There is also a separate screen for a desktop computer that runs the anesthesia charting software.
Arguably the most important non-invasive monitor, as it tells you whether the patient is being adequately ventilated. Look for an end tidal CO2 (ETCO2) of 35-45 mmHg (or 5-6%) and a pulsatile waveform inversely correlated with chest rise. While mask ventilating the patient, if you are not getting a good ETCO2 and waveform, you probably have a leak around the mask (less likely, a leak somewhere else or the CO2 sensor isn't in circuit).
This waveform sometimes shows up on the ventilator/gases screen, or even on both screens (it's that important!)
The monitors page has more examples of capnography waveforms.
You have seen these before. Generally, only two leads are monitored during anesthesia: II and V5. On low-risk cases, this may be reduced to only lead II.
The machines can do some fancy things to track ST elevations and arrhythmias (like counting PVCs), which you can ask your resident to demo for you during some down time.
Provides SpO2 (peripheral oxygen saturation), which is a good correlate to SaO2 (arterial oxygen saturation). Uses two wavelengths to measure the ratio of oxygenated to deoxygenated Hgb.
If the waveform is not pulsatile, an SpO2 cannot be calculated because the baseline contribution from other tissues cannot be subtracted from the signal. The fingertip sensor can come off during repositioning of the patient; an earlobe sensor is also available in the cart.
This will show up as a large SBP/DBP reading somewhere, without any corresponding waveform. If you look carefully, you will usually also see a calculated MAP and the time interval at which the cuff will automatically take new readings.
All of these settings can be adjusted using the "NIBP" button(s) on the machine.
Can measure SBP and DBP in real time with a corresponding waveform. A-lines can be inserted in the radial artery, brachial artery, or femoral artery; radial access is most common in the OR. Only used in higher cardiac risk cases or when non-invasive BP monitoring is impractical/insufficient. See the cardiopulm questions page for more info on the pros vs. cons of A-lines.
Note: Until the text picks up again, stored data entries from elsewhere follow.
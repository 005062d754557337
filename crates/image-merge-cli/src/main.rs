mod logger;

use anyhow::{Context, Result};
use clap::{Args, Parser, Subcommand, ValueEnum};
use image_merge::{
    Color, Direction, FontOrigin, LabelFont, MergeError, MergeOptions, SourceLoader,
    is_supported_path, merge_files_async, probe_text_metrics, resolve_font, save_canvas_async,
};
use logger::CliLogger;
use std::path::PathBuf;

#[derive(Parser)]
#[command(name = "imgm", about = "Merge labeled images and PDF pages into one grid", version)]
struct Cli {
    /// More log output (repeat for debug/trace)
    #[arg(short, long, action = clap::ArgAction::Count, global = true)]
    verbose: u8,

    /// Only log errors
    #[arg(short, long, global = true)]
    quiet: bool,

    #[command(subcommand)]
    command: Commands,
}

#[derive(Subcommand)]
enum Commands {
    /// Merge images and PDF pages into one labeled grid
    Merge {
        /// Input images or PDFs, merged in the given order
        #[arg(short, long, required = true, num_args = 1..)]
        input: Vec<PathBuf>,

        /// Output image (.png, .jpg or .jpeg; anything else gets .png)
        #[arg(short, long)]
        output: PathBuf,

        /// JSON options file, flags below override it
        #[arg(long)]
        config: Option<PathBuf>,

        #[command(flatten)]
        overrides: OptionOverrides,
    },

    /// Show what would be loaded from the inputs
    Inspect {
        /// Input images or PDFs
        #[arg(short, long, required = true, num_args = 1..)]
        input: Vec<PathBuf>,

        /// PDF render resolution
        #[arg(long, default_value = "150")]
        dpi: f32,
    },

    /// Write the default options as JSON
    Config {
        /// Output JSON file
        #[arg(short, long)]
        output: PathBuf,
    },
}

#[derive(Args)]
struct OptionOverrides {
    /// Pixels between blocks and rows
    #[arg(long)]
    spacing: Option<u32>,

    /// Height of the label bar in pixels
    #[arg(long)]
    label_height: Option<u32>,

    /// Blocks per row
    #[arg(long)]
    columns: Option<usize>,

    /// Longest image side in pixels, 0 keeps original sizes
    #[arg(long)]
    max_size: Option<u32>,

    /// Stacking direction (recorded only, the grid always fills row by row)
    #[arg(long, value_enum)]
    direction: Option<DirectionArg>,

    /// Canvas and label background, #RRGGBB or #RRGGBBAA
    #[arg(long)]
    background: Option<Color>,

    /// Label text color, #RRGGBB or #RRGGBBAA
    #[arg(long)]
    text_color: Option<Color>,

    /// Don't outline each block
    #[arg(long)]
    no_outline: bool,

    /// Estimate label widths instead of measuring glyphs
    #[arg(long)]
    estimate_text: bool,
}

#[derive(Clone, Copy, ValueEnum)]
enum DirectionArg {
    Vertical,
    Horizontal,
}

impl From<DirectionArg> for Direction {
    fn from(arg: DirectionArg) -> Self {
        match arg {
            DirectionArg::Vertical => Self::Vertical,
            DirectionArg::Horizontal => Self::Horizontal,
        }
    }
}

impl OptionOverrides {
    fn apply(self, options: &mut MergeOptions) {
        if let Some(spacing) = self.spacing {
            options.spacing = spacing;
        }
        if let Some(label_height) = self.label_height {
            options.label_height = label_height;
        }
        if let Some(columns) = self.columns {
            options.columns_per_row = columns;
        }
        if let Some(max_size) = self.max_size {
            options.max_image_size = max_size;
        }
        if let Some(direction) = self.direction {
            options.direction = direction.into();
        }
        if let Some(background) = self.background {
            options.background_color = background;
        }
        if let Some(text_color) = self.text_color {
            options.text_color = text_color;
        }
        if self.no_outline {
            options.draw_outline = false;
        }
        if self.estimate_text {
            options.use_text_width_estimate = true;
        }
    }
}

#[tokio::main]
async fn main() -> Result<()> {
    let cli = Cli::parse();
    CliLogger::from_verbosity(cli.verbose, cli.quiet)
        .init()
        .context("Failed to initialize logging")?;

    match cli.command {
        Commands::Merge {
            input,
            output,
            config,
            overrides,
        } => {
            let mut options = match config {
                Some(path) => MergeOptions::load(&path)
                    .await
                    .with_context(|| format!("Failed to load {}", path.display()))?,
                None => MergeOptions::default(),
            };
            overrides.apply(&mut options);
            options.validate()?;

            let (input, rejected) = split_supported(input);
            for path in &rejected {
                log::warn!("Ignoring {}: not a supported image or PDF", path.display());
                eprintln!("Ignoring unsupported input {}", path.display());
            }
            if input.is_empty() {
                anyhow::bail!("No supported inputs to merge (images or PDFs)");
            }

            // Decide once whether glyph metrics work on this machine
            if !options.use_text_width_estimate {
                let font = resolve_font(
                    options.font_size,
                    options.bold,
                    &options.font_candidates,
                    &stem_sample(&input),
                )?;
                if !probe_text_metrics(&font) {
                    log::warn!("Text metrics unavailable, estimating label widths");
                    options.use_text_width_estimate = true;
                }
            }

            let background = options.background_color.into();
            let outcome = match merge_files_async(input, options).await {
                Ok(outcome) => outcome,
                Err(e) => return Err(with_hint(e)),
            };

            for skipped in &outcome.skipped {
                eprintln!("Skipped {}: {}", skipped.path.display(), skipped.error);
            }

            let written = save_canvas_async(outcome.canvas, &output, background).await?;
            println!(
                "Merged {} block(s) → {}",
                outcome.block_count,
                written.display()
            );
        }

        Commands::Inspect { input, dpi } => {
            let loader = SourceLoader::new(dpi);
            if !loader.pdf_available() {
                println!("PDF support: unavailable (pdfium not found)");
            }
            let report = loader.load(&input);

            println!("Loaded {} item(s):", report.items.len());
            for item in &report.items {
                println!("  {} ({}x{})", item.label, item.width(), item.height());
            }
            if !report.skipped.is_empty() {
                println!("Skipped {} input(s):", report.skipped.len());
                for skipped in &report.skipped {
                    println!("  {}: {}", skipped.path.display(), skipped.error);
                }
            }

            let labels: String = report.items.iter().map(|item| item.label.as_str()).collect();
            let font = resolve_font(
                image_merge::constants::DEFAULT_FONT_SIZE,
                true,
                &[],
                &labels,
            )?;
            println!("Label font: {}", describe_font(&font));
        }

        Commands::Config { output } => {
            MergeOptions::default().save(&output).await?;
            println!("Wrote default options → {}", output.display());
        }
    }

    Ok(())
}

fn with_hint(err: MergeError) -> anyhow::Error {
    match err.hint() {
        Some(hint) => anyhow::anyhow!("{}. {}", err, hint),
        None => err.into(),
    }
}

fn describe_font(font: &LabelFont) -> String {
    let name = match font.origin() {
        FontOrigin::File(source) => source.path.display().to_string(),
        FontOrigin::Embedded => "embedded DejaVu Sans Bold".to_string(),
    };
    if probe_text_metrics(font) {
        name
    } else {
        format!("{} (metrics unavailable, widths estimated)", name)
    }
}

/// Split inputs into (supported, rejected), keeping the given order
fn split_supported(inputs: Vec<PathBuf>) -> (Vec<PathBuf>, Vec<PathBuf>) {
    inputs.into_iter().partition(|path| is_supported_path(path))
}

/// File stems of the inputs, used to pick a font that can draw the labels
fn stem_sample(inputs: &[PathBuf]) -> String {
    inputs
        .iter()
        .filter_map(|path| path.file_stem())
        .map(|stem| stem.to_string_lossy())
        .collect()
}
Pressure is monitored by a transducer in the line that is usually hung at the level of the right atrium. Note that after the line is placed and before starting measurements, the transducer pressure should be zeroed by exposing it to atmospheric pressure while using the Invasive Pressures: "Zero" or "Zero ALL" buttons on the screen.
End Tidal O2
This verifies that oxygen is reaching the patient and being consumed by the patient's lungs and body. Sometimes, the monitor doesn't show a waveform for it, but if it's there, it should be generally inverse to the capnography waveform.
FIO2 should generally reflect the gas output settings for the machine (unless the circuit is equilibrating to new settings), and ETO2 should be slightly lower than FIO2, representing O2 consumption.
FiO2 and gases
This is usually on the monitor with gas and ventilator settings. It will show the end tidal (ET) and fraction of inspired (FI) percentages for each gas being emitted by the ventilator.
If the patient's age and weight are entered into the monitor, it can also translate the values for the inhaled anesthetic agents into multiples of the minimum alveolar concentration. Note that the colors of the readings for each gas is coordinated to the actual color of the cassettes on the outside of the cart.